One of the best ways to insure your failure is to get the job done without any effort or inclination to go above and beyond. Lackadaisical work shows to everyone involved. Especially your customer. If you have work performed by a supposed trained professional, you expect to get expert results. The job to be done is irrelevant, any job that you are paid to do, or you pay someone else to do, comes with a certain degree of expectation that the job will be done properly, timely and for a certain agreed price.
Expediters, for the most part, perform in a time sensitive manner. Once you accept the load, there is a given time frame for picking up the load and a required delivery date and time. Obviously, different loads will vary on time constraints and outside factors, such as weather and traffic, can have an effect on your schedule. Once you are loaded and underway to your destination, this is no time to test your equipment. If your equipment is not ready to handle to load from start to finish, do not take the load, take your truck to the shop and get the necessary repairs done to ensure to the best of your ability that the equipment is sound and safe for travel. Sometimes it just takes one undelivered load to lose a customer. If the customer just wanted it there whenever you wanted, they would not pay the premium price for premium expedited service.

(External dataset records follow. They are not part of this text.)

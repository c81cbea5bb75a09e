use anyhow::{Context, Result};
use sqlx::postgres::PgPoolOptions;
use sqlx::PgPool;
use tracing::info;

/// Creates a PostgreSQL connection pool and applies pending migrations.
pub async fn create_pool(database_url: &str) -> Result<PgPool> {
    info!("Connecting to PostgreSQL...");

    let pool = PgPoolOptions::new()
        .max_connections(10)
        .connect(database_url)
        .await
        .context("failed to connect to PostgreSQL")?;

    sqlx::migrate!("./migrations")
        .run(&pool)
        .await
        .context("failed to run migrations")?;

    info!("PostgreSQL connection pool established, migrations applied");
    Ok(pool)
}
// Prompt constants for roadmap generation.
// Reuses the JSON-only fragment from llm_client::prompts.

use crate::llm_client::prompts::JSON_ONLY_INSTRUCTION;
use crate::roadmap::models::RoadmapRequest;

/// Replace `{career_details}` before sending.
pub const ROADMAP_PROMPT_TEMPLATE: &str = r#"You are a career development expert specializing in creating personalized skill development roadmaps.

Analyze the career details below and create a comprehensive skill development roadmap for someone pursuing this career.

Career Details:
{career_details}

The JSON object must follow this structure:
{
  "careerTitle": "The career title",
  "skillNodes": [
    {
      "id": "skill-1",
      "title": "Skill name",
      "description": "Brief description of the skill and why it's important",
      "timeframe": "0-3 months",
      "resources": [
        {"name": "Resource name", "url": "Resource URL"}
      ],
      "difficulty": "Beginner"
    }
  ]
}

"difficulty" is one of "Beginner", "Intermediate" or "Advanced".
Create 8-10 skill nodes total, organized in a logical progression from fundamental to advanced skills.
Make sure skills build upon one another where appropriate.
The roadmap should cover both technical and soft skills required for the career.
Provide realistic timeframes for each skill (0-3 months, 3-6 months, 6-12 months, 1-2 years).
For resources, include a mix of online courses, books, and practice opportunities.
"#;

pub fn build_roadmap_prompt(request: &RoadmapRequest) -> String {
    // RoadmapRequest is plain strings; serialization cannot fail.
    let details = serde_json::to_string_pretty(request).unwrap_or_default();
    format!(
        "{}\n{}",
        ROADMAP_PROMPT_TEMPLATE.replace("{career_details}", &details),
        JSON_ONLY_INSTRUCTION
    )
}

#[cfg(test)]
mod tests {
    use super::*;

    #[test]
    fn test_prompt_embeds_career_details() {
        let request = RoadmapRequest {
            code: "29-1141.00".into(),
            title: "Registered Nurses".into(),
            description: "Assess patient health problems".into(),
            interests: vec!["Social".into()],
        };
        let prompt = build_roadmap_prompt(&request);
        assert!(prompt.contains("\"title\": \"Registered Nurses\""));
        assert!(prompt.contains("29-1141.00"));
        assert!(!prompt.contains("{career_details}"));
        assert!(prompt.contains("8-10 skill nodes"));
        assert!(prompt.ends_with(JSON_ONLY_INSTRUCTION));
    }
}
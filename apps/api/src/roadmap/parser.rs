//! Turns free-form generated text into a `SkillRoadmap`.
//!
//! `parse_structured_payload` is the only entry point callers use; the brace
//! scanner behind it can be replaced without touching them.

use crate::roadmap::models::SkillRoadmap;
use crate::roadmap::GenerationError;

pub fn parse_structured_payload(text: &str) -> Result<SkillRoadmap, GenerationError> {
    let object = extract_json_object(text).ok_or(GenerationError::NoJsonObject)?;
    let roadmap: SkillRoadmap = serde_json::from_str(object)?;
    if roadmap.skill_nodes.is_empty() {
        return Err(GenerationError::EmptyRoadmap);
    }
    Ok(roadmap)
}

/// Returns the first balanced `{...}` span in `text`.
///
/// Braces inside JSON string literals (including escaped quotes) do not count
/// toward nesting. Returns `None` when no object opens or the first one never closes.
pub fn extract_json_object(text: &str) -> Option<&str> {
    let start = text.find('{')?;
    let mut depth = 0usize;
    let mut in_string = false;
    let mut escaped = false;

    for (offset, ch) in text[start..].char_indices() {
        if in_string {
            match ch {
                _ if escaped => escaped = false,
                '\\' => escaped = true,
                '"' => in_string = false,
                _ => {}
            }
            continue;
        }
        match ch {
            '"' => in_string = true,
            '{' => depth += 1,
            '}' => {
                depth -= 1;
                if depth == 0 {
                    let end = start + offset + ch.len_utf8();
                    return Some(&text[start..end]);
                }
            }
            _ => {}
        }
    }
    None
}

Understanding the limits of your truck is necessary and there are ways to know these limits without risking your customer’s freight. If you want to know how far you can travel once the fuel gauge is on EMPTY, test that when you are unladen, if you plan to drive until you run out of fuel. A better way might be to fill up, note your mileage, drive a few hundred miles, fill up, note your mileage and subtract the two mileage numbers then divide by the number of gallons. A little math beats walking down the shoulder of the road looking for a station and carrying a few gallons of fuel back to your vehicle, while your loaded truck sits on the side of the road with the customer’s freight onboard.
A leaking roof over your customer’s freight is only an issue if it rains? Not necessarily. Storms can pop up along your route, it may not be raining where you are loading, but it just might rain along your way or at your destination. Do you really want to risk it?
Your customer expects great service, if you cannot provide it, let someone else do it. Besides, if you cannot deliver your customer’s freight on time and in the condition you received it, they may not be your customer much longer.
Do everything you can to make each load a success. Bring the proper equipment, in good working order, and always give 110%. There is a lot of competition out there, what do you do to stand out above the rest?
Lagniappe : A little extra (110%)
See you down the road,
Greg
If you think it’s expensive to hire a professional to do the job, wait until you hire an amateur.